*** Opening Dataset entries ***
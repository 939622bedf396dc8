use bramble::cli::{Cli, Commands};
use clap::Parser;
use tracing_subscriber::{layer::SubscriberExt, util::SubscriberInitExt};

#[tokio::main]
async fn main() -> anyhow::Result<()> {
    tracing_subscriber::registry()
        .with(
            tracing_subscriber::EnvFilter::try_from_default_env()
                .unwrap_or_else(|_| "bramble=info,tower_http=debug".into()),
        )
        .with(tracing_subscriber::fmt::layer())
        .init();

    let cli = Cli::parse();

    match cli.command {
        Some(Commands::Init { path, name }) => {
            bramble::cli::init::run(path, name).await?;
        }
        Some(Commands::Serve { host, port }) => {
            bramble::cli::serve::run(&cli.config, &host, port).await?;
        }
        Some(Commands::Migrate) => {
            bramble::cli::migrate::run(&cli.config).await?;
        }
        Some(Commands::User { command }) => {
            bramble::cli::user::run(&cli.config, command).await?;
        }
        None => {
            use clap::CommandFactory;
            Cli::command().print_help()?;
        }
    }

    Ok(())
}
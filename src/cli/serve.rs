use crate::{web, Config, Database};
use anyhow::Result;
use std::path::Path;

pub async fn run(config_path: &Path, host: &str, port: u16) -> Result<()> {
    let config = Config::load(config_path)?;
    let db = Database::open(&config.database.path)?;

    db.migrate()?;

    let addr = format!("{}:{}", host, port);
    tracing::info!("Starting server at http://{}", addr);

    web::serve(config, db, &addr).await?;

    Ok(())
}
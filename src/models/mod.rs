mod comment;
mod post;
mod tag;
mod user;

pub use comment::*;
pub use post::*;
pub use tag::*;
pub use user::*;
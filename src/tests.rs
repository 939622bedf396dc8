#[cfg(test)]
mod tests {

    mod slug_tests {
        use crate::services::slug::{generate_slug, validate_slug};

        #[test]
        fn test_generate_slug_basic() {
            assert_eq!(generate_slug("Hello World"), "hello-world");
        }

        #[test]
        fn test_generate_slug_special_characters() {
            assert_eq!(generate_slug("Hello, World!"), "hello-world");
        }

        #[test]
        fn test_validate_slug_valid() {
            assert!(validate_slug("hello-world"));
            assert!(validate_slug("post-2024"));
        }

        #[test]
        fn test_validate_slug_invalid() {
            assert!(!validate_slug(""));
            assert!(!validate_slug("Hello-World"));
            assert!(!validate_slug("hello world"));
        }
    }

    mod serialize_tests {
        use crate::models::{Post, PostDetail, Tag, TagWithCount, UserSummary};
        use crate::services::serialize::{serialize_post, serialize_post_detail};

        fn sample_detail(body: &str) -> PostDetail {
            PostDetail {
                post: Post {
                    id: 1,
                    title: "A post".to_string(),
                    body: body.to_string(),
                    slug: "a-post".to_string(),
                    image: None,
                    published_at: "2024-06-01T12:00:00Z".to_string(),
                    author_id: 7,
                },
                author: UserSummary {
                    id: 7,
                    username: "alice".to_string(),
                },
                likes_count: 3,
                tags: Vec::new(),
                comments: Vec::new(),
                comments_count: None,
            }
        }

        fn tag_with_count(id: i64, title: &str, posts_count: i64) -> TagWithCount {
            TagWithCount {
                tag: Tag {
                    id,
                    title: title.to_string(),
                    created_at: "2024-01-01 00:00:00".to_string(),
                },
                posts_count,
            }
        }

        #[test]
        fn test_teaser_is_exactly_200_chars() {
            let body: String = "x".repeat(500);
            let serialized = serialize_post(&sample_detail(&body), 200);
            assert_eq!(serialized.teaser_text.chars().count(), 200);
        }

        #[test]
        fn test_teaser_shorter_body_untouched() {
            let serialized = serialize_post(&sample_detail("short body"), 200);
            assert_eq!(serialized.teaser_text, "short body");
        }

        #[test]
        fn test_teaser_counts_characters_not_bytes() {
            let body: String = "ж".repeat(300);
            let serialized = serialize_post(&sample_detail(&body), 200);
            assert_eq!(serialized.teaser_text.chars().count(), 200);
        }

        #[test]
        fn test_first_tag_title_none_without_tags() {
            let serialized = serialize_post(&sample_detail("body"), 200);
            assert!(serialized.first_tag_title.is_none());
        }

        #[test]
        fn test_first_tag_title_present_with_tags() {
            let mut detail = sample_detail("body");
            detail.tags = vec![tag_with_count(1, "rust", 4), tag_with_count(2, "web", 2)];
            let serialized = serialize_post(&detail, 200);
            assert_eq!(serialized.first_tag_title.as_deref(), Some("rust"));
        }

        #[test]
        fn test_image_url_none_without_image() {
            let serialized = serialize_post(&sample_detail("body"), 200);
            assert!(serialized.image_url.is_none());
        }

        #[test]
        fn test_image_url_points_at_media_route() {
            let mut detail = sample_detail("body");
            detail.post.image = Some("cover.jpg".to_string());
            let serialized = serialize_post(&detail, 200);
            assert_eq!(serialized.image_url.as_deref(), Some("/media/cover.jpg"));
        }

        #[test]
        fn test_unannotated_comment_count_serializes_as_zero() {
            let serialized = serialize_post(&sample_detail("body"), 200);
            assert_eq!(serialized.comments_amount, 0);
        }

        #[test]
        fn test_annotated_comment_count_passes_through() {
            let mut detail = sample_detail("body");
            detail.comments_count = Some(12);
            let serialized = serialize_post(&detail, 200);
            assert_eq!(serialized.comments_amount, 12);
        }

        #[test]
        fn test_serialized_post_json_shape() {
            let serialized = serialize_post(&sample_detail("body"), 200);
            let value = serde_json::to_value(&serialized).unwrap();
            assert!(value["image_url"].is_null());
            assert!(value["first_tag_title"].is_null());
            assert_eq!(value["comments_amount"], 0);
        }

        #[test]
        fn test_detail_variant_keeps_full_text_and_likes() {
            let body: String = "y".repeat(500);
            let detail = sample_detail(&body);
            let serialized = serialize_post_detail(&detail);
            assert_eq!(serialized.text.len(), 500);
            assert_eq!(serialized.likes_amount, 3);
        }
    }

    mod config_tests {
        use crate::Config;
        use std::path::Path;

        #[test]
        fn test_config_load_missing_file() {
            let result = Config::load(Path::new("/nonexistent/path.toml"));
            assert!(result.is_err());
        }

        #[test]
        fn test_config_load_valid_toml() {
            use std::io::Write;
            let temp_dir = std::env::temp_dir();
            let config_path = temp_dir.join("test_bramble_config.toml");

            let config_content = r#"
[site]
title = "Test Blog"
url = "http://localhost:3000"

[database]
path = "data/bramble.db"
"#;

            let mut file = std::fs::File::create(&config_path).unwrap();
            file.write_all(config_content.as_bytes()).unwrap();

            let config = Config::load(&config_path).unwrap();
            assert_eq!(config.site.title, "Test Blog");
            assert_eq!(config.server.port, 3000);
            assert_eq!(config.content.front_page_limit, 5);
            assert_eq!(config.content.tag_page_limit, 20);
            assert_eq!(config.content.teaser_length, 200);

            std::fs::remove_file(&config_path).ok();
        }

        #[test]
        fn test_config_rejects_zero_teaser_length() {
            use std::io::Write;
            let temp_dir = std::env::temp_dir();
            let config_path = temp_dir.join("test_bramble_config_bad.toml");

            let config_content = r#"
[site]
title = "Test Blog"
url = "http://localhost:3000"

[database]
path = "data/bramble.db"

[content]
teaser_length = 0
"#;

            let mut file = std::fs::File::create(&config_path).unwrap();
            file.write_all(config_content.as_bytes()).unwrap();

            assert!(Config::load(&config_path).is_err());

            std::fs::remove_file(&config_path).ok();
        }
    }
}
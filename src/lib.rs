pub mod cli;
pub mod config;
pub mod db;
pub mod models;
pub mod services;
pub mod web;

#[cfg(test)]
mod tests;

pub use config::Config;
pub use db::Database;
use anyhow::Result;
use std::path::PathBuf;

pub async fn run(path: PathBuf, name: Option<String>) -> Result<()> {
    let site_name = name.unwrap_or_else(|| "My Blog".to_string());

    std::fs::create_dir_all(&path)?;
    std::fs::create_dir_all(path.join("data"))?;
    std::fs::create_dir_all(path.join("data/media"))?;

    let config = format!(
        r#"[site]
title = "{}"
description = "A personal blog"
url = "http://localhost:3000"

[server]
host = "127.0.0.1"
port = 3000

[database]
path = "./data/bramble.db"

[content]
front_page_limit = 5
tag_page_limit = 20
teaser_length = 200

[media]
dir = "./data/media"
"#,
        site_name
    );

    std::fs::write(path.join("bramble.toml"), config)?;

    tracing::info!("Created new Bramble site at {:?}", path);
    tracing::info!("Run 'bramble migrate' to set up the database");
    tracing::info!("Run 'bramble serve' to start the server");

    Ok(())
}
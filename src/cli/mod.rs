pub mod init;
pub mod migrate;
pub mod serve;
pub mod user;

use clap::{Parser, Subcommand};
use std::path::PathBuf;

#[derive(Parser)]
#[command(name = "bramble")]
#[command(version)]
#[command(about = "A small self-hosted blog engine", long_about = None)]
pub struct Cli {
    #[arg(short, long, default_value = "bramble.toml")]
    pub config: PathBuf,

    #[command(subcommand)]
    pub command: Option<Commands>,
}

#[derive(Subcommand)]
pub enum Commands {
    Init {
        #[arg(default_value = ".")]
        path: PathBuf,
        #[arg(long)]
        name: Option<String>,
    },
    Serve {
        #[arg(short = 'H', long, default_value = "127.0.0.1")]
        host: String,
        #[arg(short, long, default_value = "3000")]
        port: u16,
    },
    Migrate,
    User {
        #[command(subcommand)]
        command: UserCommand,
    },
}

#[derive(Subcommand)]
pub enum UserCommand {
    Add {
        #[arg(long)]
        username: String,
        #[arg(long)]
        staff: bool,
    },
    List,
    Remove {
        username: String,
    },
}
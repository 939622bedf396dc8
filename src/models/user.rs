use serde::{Deserialize, Serialize};

#[derive(Debug, Clone, Serialize, Deserialize)]
pub struct User {
    pub id: i64,
    pub username: String,
    pub is_staff: bool,
    pub created_at: String,
}

#[derive(Debug, Clone, Serialize)]
pub struct UserSummary {
    pub id: i64,
    pub username: String,
}

impl From<&User> for UserSummary {
    fn from(user: &User) -> Self {
        Self {
            id: user.id,
            username: user.username.clone(),
        }
    }
}
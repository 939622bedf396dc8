use super::UserSummary;
use serde::Serialize;

#[derive(Debug, Clone, Serialize)]
pub struct Comment {
    pub id: i64,
    pub post_id: i64,
    pub author_id: i64,
    pub body: String,
    pub published_at: String,
}

#[derive(Debug, Clone, Serialize)]
pub struct CommentWithAuthor {
    #[serde(flatten)]
    pub comment: Comment,
    pub author: UserSummary,
}
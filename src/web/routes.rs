use super::handlers;
use super::state::AppState;
use axum::routing::get;
use axum::Router;
use std::sync::Arc;

pub fn public_routes() -> Router<Arc<AppState>> {
    Router::new()
        .route("/", get(handlers::public::index))
        .route("/post/:slug", get(handlers::public::post_detail))
        .route("/tag/:tag_title", get(handlers::public::tag_filter))
        .route("/contacts", get(handlers::public::contacts))
        .route("/media/:filename", get(handlers::public::serve_media))
}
*** Closing Dataset entries ***
§ **What the exercise asks**: Write the lines again exactly, from the first line of the material above to the line that includes "db.migrate()?;", both included. Leave out all the rest.

§ **Solution for this task**:
repository 939622bedf396dc8
use bramble::cli::{Cli, Commands};
use clap::Parser;
use tracing_subscriber::{layer::SubscriberExt, util::SubscriberInitExt};

#[tokio::main]
async fn main() -> anyhow::Result<()> {
    tracing_subscriber::registry()
        .with(
            tracing_subscriber::EnvFilter::try_from_default_env()
                .unwrap_or_else(|_| "bramble=info,tower_http=debug".into()),
        )
        .with(tracing_subscriber::fmt::layer())
        .init();

    let cli = Cli::parse();

    match cli.command {
        Some(Commands::Init { path, name }) => {
            bramble::cli::init::run(path, name).await?;
        }
        Some(Commands::Serve { host, port }) => {
            bramble::cli::serve::run(&cli.config, &host, port).await?;
        }
        Some(Commands::Migrate) => {
            bramble::cli::migrate::run(&cli.config).await?;
        }
        Some(Commands::User { command }) => {
            bramble::cli::user::run(&cli.config, command).await?;
        }
        None => {
            use clap::CommandFactory;
            Cli::command().print_help()?;
        }
    }

    Ok(())
}
filename src/cli/serve.rs
use crate::{web, Config, Database};
use anyhow::Result;
use std::path::Path;

pub async fn run(config_path: &Path, host: &str, port: u16) -> Result<()> {
    let config = Config::load(config_path)?;
    let db = Database::open(&config.database.path)?;

    db.migrate()?;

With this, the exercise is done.